Task to complete | Print, exactly as written, the line containing "assert_eq!(package.revision, 3);" and every line after it, ending with the final line of the data below.
━━━━━ Extracted information
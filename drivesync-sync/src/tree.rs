//! Object table and change log shared by the bundled backends.
//!
//! Every mutation bumps one global revision and appends to the log, so
//! `changes_since` can answer delta queries the way a hosted drive does.

use std::collections::{BTreeMap, HashMap};

use serde::{Deserialize, Serialize};

use drivesync_core::{Change, ChangeKind, RemoteChangePackage, RemoteFileMetadata, RemoteId};

use crate::remote::RemoteError;

#[derive(Debug, Clone, Serialize, Deserialize)]
struct LogEntry {
    revision: u64,
    id: RemoteId,
    kind: ChangeKind,
}

#[derive(Debug, Clone, Serialize, Deserialize)]
pub struct RemoteTree {
    revision: u64,
    next_id: u64,
    objects: BTreeMap<RemoteId, RemoteFileMetadata>,
    log: Vec<LogEntry>,
}

impl Default for RemoteTree {
    fn default() -> Self {
        let mut objects = BTreeMap::new();
        objects.insert(
            RemoteId::root(),
            RemoteFileMetadata {
                id: RemoteId::root(),
                name: String::new(),
                parent: None,
                is_dir: true,
                checksum: None,
                size: 0,
            },
        );
        Self {
            revision: 0,
            next_id: 0,
            objects,
            log: Vec::new(),
        }
    }
}

impl RemoteTree {
    pub fn revision(&self) -> u64 {
        self.revision
    }

    pub fn get(&self, id: &RemoteId) -> Option<&RemoteFileMetadata> {
        self.objects.get(id)
    }

    pub fn require(&self, id: &RemoteId) -> Result<&RemoteFileMetadata, RemoteError> {
        self.objects
            .get(id)
            .ok_or_else(|| RemoteError::NotFound(id.clone()))
    }

    /// Children of `parent`, sorted by name.
    pub fn children(&self, parent: &RemoteId) -> Result<Vec<RemoteFileMetadata>, RemoteError> {
        self.require_dir(parent)?;
        let mut children: Vec<RemoteFileMetadata> = self
            .objects
            .values()
            .filter(|meta| meta.parent.as_ref() == Some(parent))
            .cloned()
            .collect();
        children.sort_by(|a, b| a.name.cmp(&b.name));
        Ok(children)
    }

    pub fn find_child(
        &self,
        parent: &RemoteId,
        name_or_id: &str,
    ) -> Result<Option<RemoteFileMetadata>, RemoteError> {
        Ok(self
            .children(parent)?
            .into_iter()
            .find(|meta| meta.name == name_or_id || meta.id.0 == name_or_id))
    }

    /// Object at a `/`-separated path below the root.
    pub fn lookup(&self, path: &str) -> Option<&RemoteFileMetadata> {
        let mut current = self.objects.get(&RemoteId::root())?;
        for name in path.split('/').filter(|part| !part.is_empty()) {
            current = self
                .objects
                .values()
                .find(|meta| meta.parent.as_ref() == Some(&current.id) && meta.name == name)?;
        }
        Some(current)
    }

    pub fn create(
        &mut self,
        parent: &RemoteId,
        name: &str,
        is_dir: bool,
        checksum: Option<String>,
        size: u64,
    ) -> Result<RemoteFileMetadata, RemoteError> {
        self.require_dir(parent)?;
        self.require_free_name(parent, name, None)?;

        self.next_id += 1;
        let id = RemoteId::from(format!("obj-{:06}", self.next_id));
        let meta = RemoteFileMetadata {
            id: id.clone(),
            name: name.to_owned(),
            parent: Some(parent.clone()),
            is_dir,
            checksum,
            size,
        };
        self.objects.insert(id.clone(), meta.clone());
        self.record(id, ChangeKind::Created);
        Ok(meta)
    }

    pub fn update_content(
        &mut self,
        id: &RemoteId,
        checksum: String,
        size: u64,
    ) -> Result<RemoteFileMetadata, RemoteError> {
        let meta = self
            .objects
            .get_mut(id)
            .ok_or_else(|| RemoteError::NotFound(id.clone()))?;
        if meta.is_dir {
            return Err(RemoteError::Rejected(format!("{id} is a directory")));
        }
        meta.checksum = Some(checksum);
        meta.size = size;
        let meta = meta.clone();
        self.record(id.clone(), ChangeKind::Modified);
        Ok(meta)
    }

    pub fn relocate(
        &mut self,
        id: &RemoteId,
        new_parent: &RemoteId,
        new_name: &str,
    ) -> Result<RemoteFileMetadata, RemoteError> {
        if id.is_root() {
            return Err(RemoteError::Rejected("the root cannot be moved".to_string()));
        }
        self.require(id)?;
        self.require_dir(new_parent)?;
        self.require_free_name(new_parent, new_name, Some(id))?;

        let mut cursor = Some(new_parent.clone());
        while let Some(current) = cursor {
            if &current == id {
                return Err(RemoteError::Rejected(format!(
                    "moving {id} under {new_parent} would create a cycle"
                )));
            }
            cursor = self.objects.get(&current).and_then(|m| m.parent.clone());
        }

        let meta = self
            .objects
            .get_mut(id)
            .ok_or_else(|| RemoteError::NotFound(id.clone()))?;
        meta.parent = Some(new_parent.clone());
        meta.name = new_name.to_owned();
        let meta = meta.clone();
        self.record(id.clone(), ChangeKind::Moved);
        Ok(meta)
    }

    /// Remove `id` and its subtree, returning every removed id.
    pub fn remove(&mut self, id: &RemoteId) -> Result<Vec<RemoteId>, RemoteError> {
        if id.is_root() {
            return Err(RemoteError::Rejected("the root cannot be deleted".to_string()));
        }
        self.require(id)?;

        let mut removed = Vec::new();
        let mut stack = vec![id.clone()];
        while let Some(current) = stack.pop() {
            stack.extend(
                self.objects
                    .values()
                    .filter(|meta| meta.parent.as_ref() == Some(&current))
                    .map(|meta| meta.id.clone()),
            );
            self.objects.remove(&current);
            removed.push(current);
        }
        for removed_id in &removed {
            self.record(removed_id.clone(), ChangeKind::Deleted);
        }
        Ok(removed)
    }

    /// Latest state of every object changed after `since`, in order of first
    /// change so freshly created parents precede their children.
    pub fn changes_since(&self, since: u64) -> RemoteChangePackage {
        let mut order: Vec<RemoteId> = Vec::new();
        let mut kinds: HashMap<RemoteId, ChangeKind> = HashMap::new();
        for entry in self.log.iter().filter(|entry| entry.revision > since) {
            match kinds.get_mut(&entry.id) {
                Some(kind) => *kind = kind.coalesce(entry.kind),
                None => {
                    order.push(entry.id.clone());
                    kinds.insert(entry.id.clone(), entry.kind);
                }
            }
        }

        let changes = order
            .into_iter()
            .map(|id| match self.objects.get(&id) {
                Some(meta) => {
                    let kind = match kinds.get(&id) {
                        Some(ChangeKind::Deleted) | None => ChangeKind::Modified,
                        Some(kind) => *kind,
                    };
                    Change::remote(kind, meta.clone())
                }
                None => Change::remote_deleted(id),
            })
            .collect();

        RemoteChangePackage {
            changes,
            revision: self.revision.max(since),
        }
    }

    fn record(&mut self, id: RemoteId, kind: ChangeKind) {
        self.revision += 1;
        self.log.push(LogEntry {
            revision: self.revision,
            id,
            kind,
        });
    }

    fn require_dir(&self, id: &RemoteId) -> Result<(), RemoteError> {
        if self.require(id)?.is_dir {
            Ok(())
        } else {
            Err(RemoteError::Rejected(format!("{id} is not a directory")))
        }
    }

    fn require_free_name(
        &self,
        parent: &RemoteId,
        name: &str,
        except: Option<&RemoteId>,
    ) -> Result<(), RemoteError> {
        if name.is_empty() || name.contains('/') {
            return Err(RemoteError::Rejected(format!("invalid name '{name}'")));
        }
        let taken = self.objects.values().any(|meta| {
            meta.parent.as_ref() == Some(parent) && meta.name == name && Some(&meta.id) != except
        });
        if taken {
            return Err(RemoteError::Rejected(format!(
                "'{name}' already exists under {parent}"
            )));
        }
        Ok(())
    }
}

#[cfg(test)]
mod tests {
    use super::*;

    #[test]
    fn repoll_without_mutation_is_empty() {
        let mut tree = RemoteTree::default();
        tree.create(&RemoteId::root(), "a.txt", false, Some("aa".into()), 2)
            .unwrap();
        let first = tree.changes_since(0);
        assert_eq!(first.changes.len(), 1);
        let second = tree.changes_since(first.revision);
        assert!(second.changes.is_empty());
        assert_eq!(second.revision, first.revision);
    }

    #[test]
    fn delta_reports_latest_state_once_per_object() {
        let mut tree = RemoteTree::default();
        let dir = tree
            .create(&RemoteId::root(), "docs", true, None, 0)
            .unwrap();
        let file = tree
            .create(&dir.id, "a.txt", false, Some("v1".into()), 2)
            .unwrap();
        tree.update_content(&file.id, "v2".into(), 2).unwrap();

        let package = tree.changes_since(0);
        assert_eq!(package.revision, 3);
        let ids: Vec<_> = package.changes.iter().map(|c| c.key.clone()).collect();
        assert_eq!(ids, vec![dir.id.clone(), file.id.clone()]);
        let last = &package.changes[1];
        assert_eq!(last.kind, ChangeKind::Created);
        assert_eq!(
            last.meta.as_ref().and_then(|m| m.checksum.clone()),
            Some("v2".to_string())
        );
    }

    #[test]
    fn removing_directory_logs_subtree_deletions() {
        let mut tree = RemoteTree::default();
        let dir = tree
            .create(&RemoteId::root(), "docs", true, None, 0)
            .unwrap();
        tree.create(&dir.id, "a.txt", false, None, 0).unwrap();
        let since = tree.revision();
        tree.remove(&dir.id).unwrap();

        let package = tree.changes_since(since);
        assert_eq!(package.changes.len(), 2);
        assert!(package
            .changes
            .iter()
            .all(|c| c.kind == ChangeKind::Deleted && c.meta.is_none()));
    }

    #[test]
    fn revision_never_reported_below_request() {
        let tree = RemoteTree::default();
        assert_eq!(tree.changes_since(50).revision, 50);
    }

    #[test]
    fn relocate_rejects_cycles_and_name_clashes() {
        let mut tree = RemoteTree::default();
        let a = tree.create(&RemoteId::root(), "a", true, None, 0).unwrap();
        let b = tree.create(&a.id, "b", true, None, 0).unwrap();
        tree.create(&RemoteId::root(), "c", true, None, 0).unwrap();
        assert!(tree.relocate(&a.id, &b.id, "a").is_err());
        assert!(tree.relocate(&b.id, &RemoteId::root(), "c").is_err());
        let moved = tree.relocate(&b.id, &RemoteId::root(), "b2").unwrap();
        assert_eq!(moved.parent, Some(RemoteId::root()));
        assert_eq!(tree.lookup("b2").map(|m| m.id.clone()), Some(b.id));
    }
}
━━━━━━━━━━
Result |
        assert_eq!(package.revision, 3);
        let ids: Vec<_> = package.changes.iter().map(|c| c.key.clone()).collect();
        assert_eq!(ids, vec![dir.id.clone(), file.id.clone()]);
        let last = &package.changes[1];
        assert_eq!(last.kind, ChangeKind::Created);
        assert_eq!(
            last.meta.as_ref().and_then(|m| m.checksum.clone()),
            Some("v2".to_string())
        );
    }

    #[test]
    fn removing_directory_logs_subtree_deletions() {
        let mut tree = RemoteTree::default();
        let dir = tree
            .create(&RemoteId::root(), "docs", true, None, 0)
            .unwrap();
        tree.create(&dir.id, "a.txt", false, None, 0).unwrap();
        let since = tree.revision();
        tree.remove(&dir.id).unwrap();

        let package = tree.changes_since(since);
        assert_eq!(package.changes.len(), 2);
        assert!(package
            .changes
            .iter()
            .all(|c| c.kind == ChangeKind::Deleted && c.meta.is_none()));
    }

    #[test]
    fn revision_never_reported_below_request() {
        let tree = RemoteTree::default();
        assert_eq!(tree.changes_since(50).revision, 50);
    }

    #[test]
    fn relocate_rejects_cycles_and_name_clashes() {
        let mut tree = RemoteTree::default();
        let a = tree.create(&RemoteId::root(), "a", true, None, 0).unwrap();
        let b = tree.create(&a.id, "b", true, None, 0).unwrap();
        tree.create(&RemoteId::root(), "c", true, None, 0).unwrap();
        assert!(tree.relocate(&a.id, &b.id, "a").is_err());
        assert!(tree.relocate(&b.id, &RemoteId::root(), "c").is_err());
        let moved = tree.relocate(&b.id, &RemoteId::root(), "b2").unwrap();
        assert_eq!(moved.parent, Some(RemoteId::root()));
        assert_eq!(tree.lookup("b2").map(|m| m.id.clone()), Some(b.id));
    }
}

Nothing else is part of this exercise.